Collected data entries
=== Section Start ===
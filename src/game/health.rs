//! Player health - damage, death, and the respawn cycle

use std::time::Duration;

use tokio::time::Instant;

/// Maximum (and spawn) health for every player
pub const MAX_HEALTH: f32 = 100.0;

/// Fixed delay between a respawn starting and the state reset landing
const RESPAWN_RESET: Duration = Duration::from_millis(500);

/// Health and respawn state machine for one player.
///
/// Death schedules an automatic respawn after the mode's respawn
/// delay. The respawn itself is two-phase: a respawning window of
/// `RESPAWN_RESET`, then the full reset back to spawn health. Both
/// deadlines settle through `update`, driven by the owning loop.
#[derive(Debug, Clone)]
pub struct HealthSystem {
    health: f32,
    is_dead: bool,
    is_respawning: bool,
    respawn_delay: Duration,
    auto_respawn_at: Option<Instant>,
    reset_at: Option<Instant>,
}

impl HealthSystem {
    pub fn new(respawn_delay: Duration) -> Self {
        Self {
            health: MAX_HEALTH,
            is_dead: false,
            is_respawning: false,
            respawn_delay,
            auto_respawn_at: None,
            reset_at: None,
        }
    }

    pub fn health(&self) -> f32 {
        self.health
    }

    pub fn is_dead(&self) -> bool {
        self.is_dead
    }

    pub fn is_respawning(&self) -> bool {
        self.is_respawning
    }

    pub fn is_alive(&self) -> bool {
        !self.is_dead
    }

    pub fn health_percentage(&self) -> f32 {
        (self.health / MAX_HEALTH) * 100.0
    }

    /// Apply incoming damage, clamped at zero. Returns true when this
    /// call is the one that killed the player. Damage against an
    /// already dead player is ignored, so the pending respawn schedule
    /// never re-arms.
    pub fn take_damage(&mut self, amount: f32, now: Instant) -> bool {
        if self.is_dead {
            return false;
        }
        self.health = (self.health - amount).max(0.0);
        if self.health <= 0.0 {
            self.is_dead = true;
            self.auto_respawn_at = Some(now + self.respawn_delay);
            return true;
        }
        false
    }

    /// Restore health, clamped at the maximum. No-op while dead.
    pub fn heal(&mut self, amount: f32) {
        if self.is_dead {
            return;
        }
        self.health = (self.health + amount).min(MAX_HEALTH);
    }

    /// Begin the respawn reset window. Only valid for a dead player
    /// with no reset already pending. Returns whether it started.
    pub fn respawn(&mut self, now: Instant) -> bool {
        if !self.is_dead || self.is_respawning {
            return false;
        }
        self.is_respawning = true;
        self.auto_respawn_at = None;
        self.reset_at = Some(now + RESPAWN_RESET);
        true
    }

    /// Settle pending respawn deadlines.
    pub fn update(&mut self, now: Instant) {
        if let Some(at) = self.auto_respawn_at {
            if now >= at {
                self.auto_respawn_at = None;
                self.respawn(now);
            }
        }
        if let Some(at) = self.reset_at {
            if now >= at {
                self.reset_at = None;
                self.health = MAX_HEALTH;
                self.is_dead = false;
                self.is_respawning = false;
            }
        }
    }
}

impl Default for HealthSystem {
    fn default() -> Self {
        Self::new(Duration::from_secs(3))
    }
}
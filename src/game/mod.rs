//! Local match simulation modules

pub mod catalog;
pub mod health;
pub mod match_state;
pub mod session;
pub mod weapon;

pub use catalog::{GameMode, ModeConfig, Team, WeaponKind, WeaponProfile};
pub use health::{HealthSystem, MAX_HEALTH};
pub use match_state::{
    EndReason, FlagState, MatchReport, MatchStateMachine, MatchStatus, PlayerScore, TeamScores,
    Winner,
};
pub use session::{HudSnapshot, MatchSession, SessionCommand, SessionConfig, SessionHandle};
pub use weapon::WeaponSystem;
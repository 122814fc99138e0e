//! Static gameplay catalog - weapon profiles, game modes, teams

use std::time::Duration;

use serde::{Deserialize, Serialize};

/// Weapon identifier carried in loadouts and shoot events
#[derive(Debug, Clone, Copy, PartialEq, Eq, Hash, Serialize, Deserialize)]
#[serde(rename_all = "snake_case")]
pub enum WeaponKind {
    AssaultRifle,
    Sniper,
    Shotgun,
    Pistol,
    Smg,
}

impl WeaponKind {
    /// All weapons in loadout order
    pub const ALL: [WeaponKind; 5] = [
        WeaponKind::AssaultRifle,
        WeaponKind::Sniper,
        WeaponKind::Shotgun,
        WeaponKind::Pistol,
        WeaponKind::Smg,
    ];
}

impl Default for WeaponKind {
    fn default() -> Self {
        WeaponKind::AssaultRifle
    }
}

/// Ballistic and handling stats per weapon
#[derive(Debug, Clone, Copy)]
pub struct WeaponProfile {
    /// Display name
    pub name: &'static str,
    /// Damage per hit
    pub damage: f32,
    /// Rounds per minute
    pub fire_rate: f32,
    /// Rounds per magazine
    pub magazine_size: u32,
    /// Reserve capacity as a multiple of the magazine
    pub reserve_multiplier: u32,
    /// Reload duration (seconds)
    pub reload_secs: f32,
    /// Accuracy 0-1, inverse of spread
    pub accuracy: f32,
    /// Effective range in world units
    pub range: f32,
    /// Whether holding the trigger keeps firing
    pub automatic: bool,
}

impl WeaponProfile {
    pub fn for_kind(kind: WeaponKind) -> Self {
        match kind {
            WeaponKind::AssaultRifle => Self {
                name: "M4A1 Assault Rifle",
                damage: 25.0,
                fire_rate: 600.0,
                magazine_size: 30,
                reserve_multiplier: 3,
                reload_secs: 2.5,
                accuracy: 0.85,
                range: 100.0,
                automatic: true,
            },
            WeaponKind::Sniper => Self {
                name: "AWP Sniper",
                damage: 90.0,
                fire_rate: 40.0,
                magazine_size: 5,
                reserve_multiplier: 3,
                reload_secs: 3.5,
                accuracy: 0.98,
                range: 300.0,
                automatic: false,
            },
            WeaponKind::Shotgun => Self {
                name: "M870 Shotgun",
                damage: 80.0,
                fire_rate: 60.0,
                magazine_size: 8,
                reserve_multiplier: 3,
                reload_secs: 4.0,
                accuracy: 0.6,
                range: 30.0,
                automatic: false,
            },
            WeaponKind::Pistol => Self {
                name: "Desert Eagle",
                damage: 35.0,
                fire_rate: 180.0,
                magazine_size: 7,
                reserve_multiplier: 3,
                reload_secs: 1.8,
                accuracy: 0.75,
                range: 50.0,
                automatic: false,
            },
            WeaponKind::Smg => Self {
                name: "MP5 SMG",
                damage: 20.0,
                fire_rate: 800.0,
                magazine_size: 25,
                reserve_multiplier: 3,
                reload_secs: 2.0,
                accuracy: 0.7,
                range: 60.0,
                automatic: true,
            },
        }
    }

    /// Minimum interval between consecutive shots. Computed in f64 so
    /// round rates like 600 rpm land on an exact 100 ms boundary.
    pub fn shot_interval(&self) -> Duration {
        Duration::from_secs_f64(60.0 / f64::from(self.fire_rate))
    }

    /// Time a reload takes to complete
    pub fn reload_duration(&self) -> Duration {
        Duration::from_secs_f64(f64::from(self.reload_secs))
    }

    /// Reserve ammo granted with a fresh loadout
    pub fn full_reserve(&self) -> u32 {
        self.magazine_size * self.reserve_multiplier
    }
}

/// Team identifier for team-based modes
#[derive(Debug, Clone, Copy, PartialEq, Eq, Hash, Serialize, Deserialize)]
#[serde(rename_all = "snake_case")]
pub enum Team {
    Blue,
    Red,
}

impl Team {
    pub fn opponent(self) -> Team {
        match self {
            Team::Blue => Team::Red,
            Team::Red => Team::Blue,
        }
    }

    pub fn as_str(self) -> &'static str {
        match self {
            Team::Blue => "blue",
            Team::Red => "red",
        }
    }
}

/// Match format identifier
#[derive(Debug, Clone, Copy, PartialEq, Eq, Hash, Serialize, Deserialize)]
#[serde(rename_all = "snake_case")]
pub enum GameMode {
    Deathmatch,
    TeamDeathmatch,
    CaptureFlag,
}

impl GameMode {
    /// Parse a mode from its wire/config name
    pub fn parse(value: &str) -> Option<Self> {
        match value {
            "deathmatch" => Some(GameMode::Deathmatch),
            "team_deathmatch" => Some(GameMode::TeamDeathmatch),
            "capture_flag" => Some(GameMode::CaptureFlag),
            _ => None,
        }
    }

    pub fn as_str(self) -> &'static str {
        match self {
            GameMode::Deathmatch => "deathmatch",
            GameMode::TeamDeathmatch => "team_deathmatch",
            GameMode::CaptureFlag => "capture_flag",
        }
    }
}

impl Default for GameMode {
    fn default() -> Self {
        GameMode::Deathmatch
    }
}

/// Rules configuration per game mode
#[derive(Debug, Clone, Copy)]
pub struct ModeConfig {
    /// Display name
    pub name: &'static str,
    /// Lobby description
    pub description: &'static str,
    /// Whether players are split into blue/red teams
    pub team_based: bool,
    /// Room capacity
    pub max_players: usize,
    /// Score that ends the match early, if any
    pub score_limit: Option<u32>,
    /// Match length in seconds
    pub time_limit_secs: u32,
    /// Delay before an automatic respawn (seconds)
    pub respawn_delay_secs: u32,
}

impl ModeConfig {
    pub fn for_mode(mode: GameMode) -> Self {
        match mode {
            GameMode::Deathmatch => Self {
                name: "Free For All",
                description: "Every player for themselves. First to reach score limit wins.",
                team_based: false,
                max_players: 10,
                score_limit: Some(30),
                time_limit_secs: 600,
                respawn_delay_secs: 3,
            },
            GameMode::TeamDeathmatch => Self {
                name: "Team Deathmatch",
                description: "5v5 team battle. First team to reach score limit wins.",
                team_based: true,
                max_players: 10,
                score_limit: Some(50),
                time_limit_secs: 600,
                respawn_delay_secs: 5,
            },
            GameMode::CaptureFlag => Self {
                name: "Capture The Flag",
                description: "Capture the enemy flag and return it to your base. First to 3 captures wins.",
                team_based: true,
                max_players: 10,
                score_limit: Some(3),
                time_limit_secs: 900,
                respawn_delay_secs: 5,
            },
        }
    }

    /// Delay before a dead player is automatically respawned
    pub fn respawn_delay(&self) -> Duration {
        Duration::from_secs(self.respawn_delay_secs as u64)
    }
}

#[cfg(test)]
mod tests {
    use super::*;

    #[test]
    fn every_weapon_has_a_full_reserve_of_three_magazines() {
        for kind in WeaponKind::ALL {
            let profile = WeaponProfile::for_kind(kind);
            assert_eq!(profile.full_reserve(), profile.magazine_size * 3);
        }
    }

    #[test]
    fn shot_intervals_land_on_exact_boundaries() {
        let rifle = WeaponProfile::for_kind(WeaponKind::AssaultRifle);
        assert_eq!(rifle.shot_interval(), Duration::from_millis(100));
        assert_eq!(rifle.reload_duration(), Duration::from_millis(2500));

        let pistol = WeaponProfile::for_kind(WeaponKind::Pistol);
        assert_eq!(pistol.reload_duration(), Duration::from_millis(1800));
        let sniper = WeaponProfile::for_kind(WeaponKind::Sniper);
        assert_eq!(sniper.shot_interval(), Duration::from_millis(1500));
    }

    #[test]
    fn mode_names_round_trip_through_parse() {
        for mode in [
            GameMode::Deathmatch,
            GameMode::TeamDeathmatch,
            GameMode::CaptureFlag,
        ] {
            assert_eq!(GameMode::parse(mode.as_str()), Some(mode));
        }
        assert_eq!(GameMode::parse("battle_royale"), None);
    }

    #[test]
    fn team_modes_carry_team_flags() {
        assert!(!ModeConfig::for_mode(GameMode::Deathmatch).team_based);
        assert!(ModeConfig::for_mode(GameMode::TeamDeathmatch).team_based);
        let ctf = ModeConfig::for_mode(GameMode::CaptureFlag);
        assert!(ctf.team_based);
        assert_eq!(ctf.score_limit, Some(3));
        assert_eq!(ctf.respawn_delay(), Duration::from_secs(5));
    }

    #[test]
    fn opponent_is_symmetric() {
        assert_eq!(Team::Blue.opponent(), Team::Red);
        assert_eq!(Team::Red.opponent().opponent(), Team::Red);
    }
}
=== Section End ===
» **What you will do**:
Whichever lines of the data include the word "wins", pull them out.

» **Reply**:
                description: "Every player for themselves. First to reach score limit wins.",
                description: "5v5 team battle. First team to reach score limit wins.",
                description: "Capture the enemy flag and return it to your base. First to 3 captures wins.",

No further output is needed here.